//! Interchange entity records
//!
//! Every record the kernel can emit. Geometry is held in inches; lengths are
//! converted to millimetres only when a record is rendered.

use crate::arena::EntityId;
use foamkit_core::inches_to_mm;
use nalgebra::{Point3, Vector3};
use std::fmt::Write;

/// One ISO 10303-21 data record.
#[derive(Debug, Clone, PartialEq)]
pub enum Entity {
    // Product metadata
    ApplicationContext,
    ApplicationProtocolDefinition { context: EntityId },
    ProductContext { context: EntityId },
    Product { id: String, name: String, context: EntityId },
    ProductDefinitionFormation { product: EntityId },
    ProductDefinitionContext { context: EntityId },
    ProductDefinition { formation: EntityId, context: EntityId },
    ProductDefinitionShape { definition: EntityId },
    ShapeRepresentation { name: String, items: Vec<EntityId>, context: EntityId },
    ShapeDefinitionRepresentation { shape: EntityId, representation: EntityId },

    // Units and representation context
    LengthUnitMillimetre,
    PlaneAngleUnit,
    SolidAngleUnit,
    Uncertainty { unit: EntityId },
    GeometricContext { uncertainty: EntityId, units: [EntityId; 3] },

    // Geometry
    CartesianPoint(Point3<f64>),
    Direction(Vector3<f64>),
    Vector { direction: EntityId, magnitude: f64 },
    Line { point: EntityId, vector: EntityId },
    Axis2Placement3D { location: EntityId, axis: EntityId, ref_direction: EntityId },
    Plane { position: EntityId },

    // Topology
    VertexPoint { point: EntityId },
    EdgeCurve { start: EntityId, end: EntityId, curve: EntityId },
    OrientedEdge { edge: EntityId },
    EdgeLoop { edges: Vec<EntityId> },
    FaceOuterBound { edge_loop: EntityId },
    AdvancedFace { name: String, bound: EntityId, surface: EntityId },
    ClosedShell { faces: Vec<EntityId> },
    ManifoldSolidBrep { name: String, shell: EntityId },

    // Constructive solids
    BooleanDifference { first: EntityId, second: EntityId },
    CsgSolid { name: String, tree: EntityId },
}

impl Entity {
    /// Identifiers this record points at
    pub fn references(&self) -> Vec<EntityId> {
        match self {
            Self::ApplicationContext
            | Self::LengthUnitMillimetre
            | Self::PlaneAngleUnit
            | Self::SolidAngleUnit
            | Self::CartesianPoint(_)
            | Self::Direction(_) => Vec::new(),
            Self::ApplicationProtocolDefinition { context }
            | Self::ProductContext { context }
            | Self::ProductDefinitionContext { context }
            | Self::Product { context, .. } => vec![*context],
            Self::ProductDefinitionFormation { product } => vec![*product],
            Self::ProductDefinition { formation, context } => vec![*formation, *context],
            Self::ProductDefinitionShape { definition } => vec![*definition],
            Self::ShapeRepresentation { items, context, .. } => {
                let mut refs = items.clone();
                refs.push(*context);
                refs
            }
            Self::ShapeDefinitionRepresentation {
                shape,
                representation,
            } => vec![*shape, *representation],
            Self::Uncertainty { unit } => vec![*unit],
            Self::GeometricContext { uncertainty, units } => {
                let mut refs = vec![*uncertainty];
                refs.extend_from_slice(units);
                refs
            }
            Self::Vector { direction, .. } => vec![*direction],
            Self::Line { point, vector } => vec![*point, *vector],
            Self::Axis2Placement3D {
                location,
                axis,
                ref_direction,
            } => vec![*location, *axis, *ref_direction],
            Self::Plane { position } => vec![*position],
            Self::VertexPoint { point } => vec![*point],
            Self::EdgeCurve { start, end, curve } => vec![*start, *end, *curve],
            Self::OrientedEdge { edge } => vec![*edge],
            Self::EdgeLoop { edges } => edges.clone(),
            Self::FaceOuterBound { edge_loop } => vec![*edge_loop],
            Self::AdvancedFace { bound, surface, .. } => vec![*bound, *surface],
            Self::ClosedShell { faces } => faces.clone(),
            Self::ManifoldSolidBrep { shell, .. } => vec![*shell],
            Self::BooleanDifference { first, second } => vec![*first, *second],
            Self::CsgSolid { tree, .. } => vec![*tree],
        }
    }

    /// Record body without the `#id =` prefix or trailing semicolon
    pub fn render(&self) -> String {
        match self {
            Self::ApplicationContext => {
                "APPLICATION_CONTEXT('core data for automotive mechanical design processes')"
                    .to_string()
            }
            Self::ApplicationProtocolDefinition { context } => format!(
                "APPLICATION_PROTOCOL_DEFINITION('international standard','automotive_design',2000,{})",
                context
            ),
            Self::ProductContext { context } => {
                format!("PRODUCT_CONTEXT('',{},'mechanical')", context)
            }
            Self::Product { id, name, context } => format!(
                "PRODUCT({},{},'',({}))",
                step_string(id),
                step_string(name),
                context
            ),
            Self::ProductDefinitionFormation { product } => {
                format!("PRODUCT_DEFINITION_FORMATION('','',{})", product)
            }
            Self::ProductDefinitionContext { context } => {
                format!("PRODUCT_DEFINITION_CONTEXT('part definition',{},'design')", context)
            }
            Self::ProductDefinition { formation, context } => {
                format!("PRODUCT_DEFINITION('design','',{},{})", formation, context)
            }
            Self::ProductDefinitionShape { definition } => {
                format!("PRODUCT_DEFINITION_SHAPE('','',{})", definition)
            }
            Self::ShapeRepresentation {
                name,
                items,
                context,
            } => format!(
                "SHAPE_REPRESENTATION({},({}),{})",
                step_string(name),
                id_list(items),
                context
            ),
            Self::ShapeDefinitionRepresentation {
                shape,
                representation,
            } => format!("SHAPE_DEFINITION_REPRESENTATION({},{})", shape, representation),
            Self::LengthUnitMillimetre => {
                "(LENGTH_UNIT() NAMED_UNIT(*) SI_UNIT(.MILLI.,.METRE.))".to_string()
            }
            Self::PlaneAngleUnit => {
                "(NAMED_UNIT(*) PLANE_ANGLE_UNIT() SI_UNIT($,.RADIAN.))".to_string()
            }
            Self::SolidAngleUnit => {
                "(NAMED_UNIT(*) SI_UNIT($,.STERADIAN.) SOLID_ANGLE_UNIT())".to_string()
            }
            Self::Uncertainty { unit } => format!(
                "UNCERTAINTY_MEASURE_WITH_UNIT(LENGTH_MEASURE(1.E-07),{},'distance_accuracy_value','confusion accuracy')",
                unit
            ),
            Self::GeometricContext { uncertainty, units } => format!(
                "(GEOMETRIC_REPRESENTATION_CONTEXT(3) GLOBAL_UNCERTAINTY_ASSIGNED_CONTEXT(({})) GLOBAL_UNIT_ASSIGNED_CONTEXT(({})) REPRESENTATION_CONTEXT('Context #1','3D Context with UNIT and UNCERTAINTY'))",
                uncertainty,
                id_list(units)
            ),
            Self::CartesianPoint(p) => format!(
                "CARTESIAN_POINT('',({},{},{}))",
                real(inches_to_mm(p.x)),
                real(inches_to_mm(p.y)),
                real(inches_to_mm(p.z))
            ),
            Self::Direction(d) => {
                format!("DIRECTION('',({},{},{}))", real(d.x), real(d.y), real(d.z))
            }
            Self::Vector {
                direction,
                magnitude,
            } => format!("VECTOR('',{},{})", direction, real(inches_to_mm(*magnitude))),
            Self::Line { point, vector } => format!("LINE('',{},{})", point, vector),
            Self::Axis2Placement3D {
                location,
                axis,
                ref_direction,
            } => format!("AXIS2_PLACEMENT_3D('',{},{},{})", location, axis, ref_direction),
            Self::Plane { position } => format!("PLANE('',{})", position),
            Self::VertexPoint { point } => format!("VERTEX_POINT('',{})", point),
            Self::EdgeCurve { start, end, curve } => {
                format!("EDGE_CURVE('',{},{},{},.T.)", start, end, curve)
            }
            Self::OrientedEdge { edge } => format!("ORIENTED_EDGE('',*,*,{},.T.)", edge),
            Self::EdgeLoop { edges } => format!("EDGE_LOOP('',({}))", id_list(edges)),
            Self::FaceOuterBound { edge_loop } => {
                format!("FACE_OUTER_BOUND('',{},.T.)", edge_loop)
            }
            Self::AdvancedFace {
                name,
                bound,
                surface,
            } => format!(
                "ADVANCED_FACE({},({}),{},.T.)",
                step_string(name),
                bound,
                surface
            ),
            Self::ClosedShell { faces } => format!("CLOSED_SHELL('',({}))", id_list(faces)),
            Self::ManifoldSolidBrep { name, shell } => {
                format!("MANIFOLD_SOLID_BREP({},{})", step_string(name), shell)
            }
            Self::BooleanDifference { first, second } => {
                format!("BOOLEAN_RESULT('',.DIFFERENCE.,{},{})", first, second)
            }
            Self::CsgSolid { name, tree } => format!("CSG_SOLID({},{})", step_string(name), tree),
        }
    }
}

fn id_list(ids: &[EntityId]) -> String {
    let mut out = String::new();
    for (i, id) in ids.iter().enumerate() {
        if i > 0 {
            out.push(',');
        }
        let _ = write!(out, "{}", id);
    }
    out
}

/// STEP real literal: always carries a decimal point ("50.8", "0.", "-1.")
pub fn real(value: f64) -> String {
    let s = format!("{:.6}", value);
    let s = s.trim_end_matches('0');
    if s == "-0." {
        "0.".to_string()
    } else {
        s.to_string()
    }
}

/// Quoted STEP string; apostrophes doubled, non-ASCII replaced.
pub fn step_string(value: &str) -> String {
    let mut out = String::with_capacity(value.len() + 2);
    out.push('\'');
    for c in value.chars() {
        match c {
            '\'' => out.push_str("''"),
            '\\' => out.push_str("\\\\"),
            c if c.is_ascii() && !c.is_ascii_control() => out.push(c),
            _ => out.push('?'),
        }
    }
    out.push('\'');
    out
}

**ASSIGNMENT:**
Copy out every line of the listing that includes the string "SolidAngleUnit".

**ANSWER BOX:**
    SolidAngleUnit,
            | Self::SolidAngleUnit
            Self::SolidAngleUnit => {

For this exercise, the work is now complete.